● WHAT THE TASK ASKS: After finding the line with "origin is opaque" in the entries below, retype exactly each line from there through the line with "a selector (SyntaxError)", including that final line.

● DATA SUPPLIED:
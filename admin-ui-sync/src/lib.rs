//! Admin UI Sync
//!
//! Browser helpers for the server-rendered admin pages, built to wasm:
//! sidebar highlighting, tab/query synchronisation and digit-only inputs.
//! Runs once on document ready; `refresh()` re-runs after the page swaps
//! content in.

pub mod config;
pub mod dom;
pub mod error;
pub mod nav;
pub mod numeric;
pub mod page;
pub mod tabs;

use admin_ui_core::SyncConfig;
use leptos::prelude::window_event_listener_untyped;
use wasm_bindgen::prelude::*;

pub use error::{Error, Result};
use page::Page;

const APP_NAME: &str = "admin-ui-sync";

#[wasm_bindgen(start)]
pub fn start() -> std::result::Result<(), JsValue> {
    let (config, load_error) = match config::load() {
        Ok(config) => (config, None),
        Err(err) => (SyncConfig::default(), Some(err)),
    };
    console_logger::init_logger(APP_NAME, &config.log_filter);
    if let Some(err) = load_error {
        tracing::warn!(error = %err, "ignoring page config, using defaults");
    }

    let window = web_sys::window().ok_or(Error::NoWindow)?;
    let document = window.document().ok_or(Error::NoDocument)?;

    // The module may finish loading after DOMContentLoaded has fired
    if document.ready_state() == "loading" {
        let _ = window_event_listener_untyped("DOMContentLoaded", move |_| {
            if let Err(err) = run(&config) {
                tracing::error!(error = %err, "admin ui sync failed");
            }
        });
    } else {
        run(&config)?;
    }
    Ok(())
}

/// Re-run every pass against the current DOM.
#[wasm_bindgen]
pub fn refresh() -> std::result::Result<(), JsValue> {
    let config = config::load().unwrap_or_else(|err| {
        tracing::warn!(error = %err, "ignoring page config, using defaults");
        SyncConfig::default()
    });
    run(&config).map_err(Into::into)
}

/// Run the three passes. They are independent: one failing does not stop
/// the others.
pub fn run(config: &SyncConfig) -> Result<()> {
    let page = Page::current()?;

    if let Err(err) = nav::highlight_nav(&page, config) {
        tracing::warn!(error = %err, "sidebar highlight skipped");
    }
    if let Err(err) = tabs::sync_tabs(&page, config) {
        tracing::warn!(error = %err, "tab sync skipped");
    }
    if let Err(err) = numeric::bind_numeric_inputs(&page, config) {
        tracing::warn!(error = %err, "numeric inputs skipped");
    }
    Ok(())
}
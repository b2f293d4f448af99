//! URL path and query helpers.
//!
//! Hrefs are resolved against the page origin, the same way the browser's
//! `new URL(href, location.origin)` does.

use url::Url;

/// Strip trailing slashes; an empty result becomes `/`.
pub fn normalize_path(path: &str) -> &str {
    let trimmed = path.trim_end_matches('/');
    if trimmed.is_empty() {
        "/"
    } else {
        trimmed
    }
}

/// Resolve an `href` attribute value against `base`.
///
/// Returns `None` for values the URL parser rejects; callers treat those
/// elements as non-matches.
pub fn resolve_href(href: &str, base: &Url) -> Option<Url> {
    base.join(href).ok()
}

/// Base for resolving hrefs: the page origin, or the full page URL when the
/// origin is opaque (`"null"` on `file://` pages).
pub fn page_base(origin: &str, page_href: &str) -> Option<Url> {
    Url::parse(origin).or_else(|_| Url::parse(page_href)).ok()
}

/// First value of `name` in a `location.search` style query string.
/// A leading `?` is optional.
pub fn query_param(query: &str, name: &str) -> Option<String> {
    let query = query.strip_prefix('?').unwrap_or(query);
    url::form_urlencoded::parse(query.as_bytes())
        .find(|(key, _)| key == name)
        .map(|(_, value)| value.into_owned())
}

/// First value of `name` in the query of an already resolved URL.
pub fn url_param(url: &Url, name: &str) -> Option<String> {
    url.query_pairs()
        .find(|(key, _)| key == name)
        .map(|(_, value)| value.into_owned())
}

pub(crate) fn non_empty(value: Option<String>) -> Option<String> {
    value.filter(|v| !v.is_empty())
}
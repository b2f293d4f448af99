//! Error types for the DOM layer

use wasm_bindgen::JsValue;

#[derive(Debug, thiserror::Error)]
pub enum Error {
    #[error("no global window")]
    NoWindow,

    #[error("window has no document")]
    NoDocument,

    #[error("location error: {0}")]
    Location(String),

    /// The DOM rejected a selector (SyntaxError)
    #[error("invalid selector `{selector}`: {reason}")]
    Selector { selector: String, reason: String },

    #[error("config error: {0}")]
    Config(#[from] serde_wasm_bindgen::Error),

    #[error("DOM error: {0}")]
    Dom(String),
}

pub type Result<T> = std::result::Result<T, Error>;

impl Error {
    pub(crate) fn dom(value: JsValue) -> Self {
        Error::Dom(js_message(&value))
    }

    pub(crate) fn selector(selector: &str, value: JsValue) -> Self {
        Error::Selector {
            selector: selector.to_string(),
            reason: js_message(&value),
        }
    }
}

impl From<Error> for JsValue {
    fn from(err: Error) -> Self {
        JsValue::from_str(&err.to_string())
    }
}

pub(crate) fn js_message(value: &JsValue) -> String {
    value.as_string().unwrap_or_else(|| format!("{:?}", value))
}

● YOUR RESPONSE:
/// origin is opaque (`"null"` on `file://` pages).
pub fn page_base(origin: &str, page_href: &str) -> Option<Url> {
    Url::parse(origin).or_else(|_| Url::parse(page_href)).ok()
}

/// First value of `name` in a `location.search` style query string.
/// A leading `?` is optional.
pub fn query_param(query: &str, name: &str) -> Option<String> {
    let query = query.strip_prefix('?').unwrap_or(query);
    url::form_urlencoded::parse(query.as_bytes())
        .find(|(key, _)| key == name)
        .map(|(_, value)| value.into_owned())
}

/// First value of `name` in the query of an already resolved URL.
pub fn url_param(url: &Url, name: &str) -> Option<String> {
    url.query_pairs()
        .find(|(key, _)| key == name)
        .map(|(_, value)| value.into_owned())
}

pub(crate) fn non_empty(value: Option<String>) -> Option<String> {
    value.filter(|v| !v.is_empty())
}
repository b2f293d4f448af99
//! Error types for the DOM layer

use wasm_bindgen::JsValue;

#[derive(Debug, thiserror::Error)]
pub enum Error {
    #[error("no global window")]
    NoWindow,

    #[error("window has no document")]
    NoDocument,

    #[error("location error: {0}")]
    Location(String),

    /// The DOM rejected a selector (SyntaxError)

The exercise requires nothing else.